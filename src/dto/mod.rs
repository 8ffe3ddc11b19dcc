//! Wire formats: push channel messages, command bodies and input validation.

use time::{OffsetDateTime, format_description::well_known::Rfc3339};

pub mod command;
pub mod validation;
pub mod ws;

/// Render a server timestamp (seconds since epoch) for log output.
pub fn format_unix_seconds(secs: i64) -> String {
    OffsetDateTime::from_unix_timestamp(secs)
        .ok()
        .and_then(|time| time.format(&Rfc3339).ok())
        .unwrap_or_else(|| "invalid-timestamp".into())
}

#[cfg(test)]
mod tests {
    use super::*;

    #[test]
    fn formats_epoch_seconds() {
        assert_eq!(format_unix_seconds(0), "1970-01-01T00:00:00Z");
        assert_eq!(format_unix_seconds(i64::MAX), "invalid-timestamp");
    }
}
//! Request bodies and acknowledgements exchanged with the command endpoints.

use serde::{Deserialize, Serialize};
use validator::Validate;

use crate::{
    dto::validation::{validate_identifier, validate_mac},
    state::game::GameMode,
};

/// Countdown operations understood by `POST /api/game/timer/update`.
#[derive(Debug, Clone, Copy, PartialEq, Eq, Serialize)]
#[serde(rename_all = "lowercase")]
pub enum TimerAction {
    /// Start a countdown of `value` seconds.
    Start,
    /// Freeze the countdown.
    Pause,
    /// Continue a paused countdown.
    Resume,
    /// Clear the countdown.
    Stop,
    /// Add `value` seconds to the countdown.
    Add,
}

/// Target device of a path-parameterised command.
#[derive(Debug, Validate)]
pub struct DeviceTarget {
    /// Device MAC.
    #[validate(custom(function = "validate_mac"))]
    pub mac: String,
}

/// Call sign assignment.
#[derive(Debug, Validate)]
pub struct IdentifierAssignment {
    /// Device MAC.
    #[validate(custom(function = "validate_mac"))]
    pub mac: String,
    /// Call sign to assign.
    #[validate(custom(function = "validate_identifier"))]
    pub identifier: String,
}

/// Body of `POST /api/config/debounce`.
#[derive(Debug, Serialize)]
pub struct DebounceRequest {
    /// Hit debounce in milliseconds.
    pub debounce_ms: u64,
}

/// Body of `POST /api/config/shot_delay`.
#[derive(Debug, Serialize)]
pub struct ShotDelayRequest {
    /// Delay between shots in milliseconds.
    pub value: u64,
}

/// Body of `POST /api/game/timer/update`; `value` is in seconds.
#[derive(Debug, Serialize)]
pub struct TimerUpdateRequest {
    /// Operation to apply.
    pub action: TimerAction,
    /// Seconds for `Start` and `Add`, ignored otherwise.
    pub value: u64,
}

/// Body of `POST /api/game/mode`.
#[derive(Debug, Serialize)]
pub struct GameModeRequest {
    /// Mode to switch to.
    pub mode: GameMode,
}

/// Body of `POST /api/game/friendly_fire`.
#[derive(Debug, Serialize)]
pub struct FriendlyFireRequest {
    /// Whether hits on teammates count.
    pub enabled: bool,
}

/// Body of `POST /api/device/name`.
#[derive(Debug, Serialize, Validate)]
pub struct NameUpdateRequest {
    /// Device MAC.
    #[validate(custom(function = "validate_mac"))]
    pub mac: String,
    /// New display name; empty clears it.
    pub name: String,
}

/// Optional acknowledgement some endpoints return; `success: false` means the server refused.
#[derive(Debug, Default, Deserialize)]
pub struct CommandAck {
    /// Server verdict, absent on most endpoints.
    #[serde(default)]
    pub success: Option<bool>,
}

impl CommandAck {
    /// Anything but an explicit `false` counts as accepted.
    pub fn accepted(&self) -> bool {
        self.success != Some(false)
    }
}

*Exercise prompt*
Every record needs to be written out again, exactly as it was given.

*Reply*
filename src/dto/mod.rs
repository 8ffe3ddc11b19dcc
//! Wire formats: push channel messages, command bodies and input validation.

use time::{OffsetDateTime, format_description::well_known::Rfc3339};

pub mod command;
pub mod validation;
pub mod ws;

/// Render a server timestamp (seconds since epoch) for log output.
pub fn format_unix_seconds(secs: i64) -> String {
    OffsetDateTime::from_unix_timestamp(secs)
        .ok()
        .and_then(|time| time.format(&Rfc3339).ok())
        .unwrap_or_else(|| "invalid-timestamp".into())
}

#[cfg(test)]
mod tests {
    use super::*;

    #[test]
    fn formats_epoch_seconds() {
        assert_eq!(format_unix_seconds(0), "1970-01-01T00:00:00Z");
        assert_eq!(format_unix_seconds(i64::MAX), "invalid-timestamp");
    }
}
//! Request bodies and acknowledgements exchanged with the command endpoints.

use serde::{Deserialize, Serialize};
use validator::Validate;

use crate::{
    dto::validation::{validate_identifier, validate_mac},
    state::game::GameMode,
};

/// Countdown operations understood by `POST /api/game/timer/update`.
#[derive(Debug, Clone, Copy, PartialEq, Eq, Serialize)]
#[serde(rename_all = "lowercase")]
pub enum TimerAction {
    /// Start a countdown of `value` seconds.
    Start,
    /// Freeze the countdown.
    Pause,
    /// Continue a paused countdown.
    Resume,
    /// Clear the countdown.
    Stop,
    /// Add `value` seconds to the countdown.
    Add,
}

/// Target device of a path-parameterised command.
#[derive(Debug, Validate)]
pub struct DeviceTarget {
    /// Device MAC.
    #[validate(custom(function = "validate_mac"))]
    pub mac: String,
}

/// Call sign assignment.
#[derive(Debug, Validate)]
pub struct IdentifierAssignment {
    /// Device MAC.
    #[validate(custom(function = "validate_mac"))]
    pub mac: String,
    /// Call sign to assign.
    #[validate(custom(function = "validate_identifier"))]
    pub identifier: String,
}

/// Body of `POST /api/config/debounce`.
#[derive(Debug, Serialize)]
pub struct DebounceRequest {
    /// Hit debounce in milliseconds.
    pub debounce_ms: u64,
}

/// Body of `POST /api/config/shot_delay`.
#[derive(Debug, Serialize)]
pub struct ShotDelayRequest {
    /// Delay between shots in milliseconds.
    pub value: u64,
}

/// Body of `POST /api/game/timer/update`; `value` is in seconds.
#[derive(Debug, Serialize)]
pub struct TimerUpdateRequest {
    /// Operation to apply.
    pub action: TimerAction,
    /// Seconds for `Start` and `Add`, ignored otherwise.
    pub value: u64,
}

/// Body of `POST /api/game/mode`.
#[derive(Debug, Serialize)]
pub struct GameModeRequest {
    /// Mode to switch to.
    pub mode: GameMode,
}

/// Body of `POST /api/game/friendly_fire`.
#[derive(Debug, Serialize)]
pub struct FriendlyFireRequest {
    /// Whether hits on teammates count.
    pub enabled: bool,
}

/// Body of `POST /api/device/name`.
#[derive(Debug, Serialize, Validate)]
pub struct NameUpdateRequest {
    /// Device MAC.
    #[validate(custom(function = "validate_mac"))]
    pub mac: String,
    /// New display name; empty clears it.
    pub name: String,
}

/// Optional acknowledgement some endpoints return; `success: false` means the server refused.
#[derive(Debug, Default, Deserialize)]
pub struct CommandAck {
    /// Server verdict, absent on most endpoints.
    #[serde(default)]
    pub success: Option<bool>,
}

impl CommandAck {
    /// Anything but an explicit `false` counts as accepted.
    pub fn accepted(&self) -> bool {
        self.success != Some(false)
    }
}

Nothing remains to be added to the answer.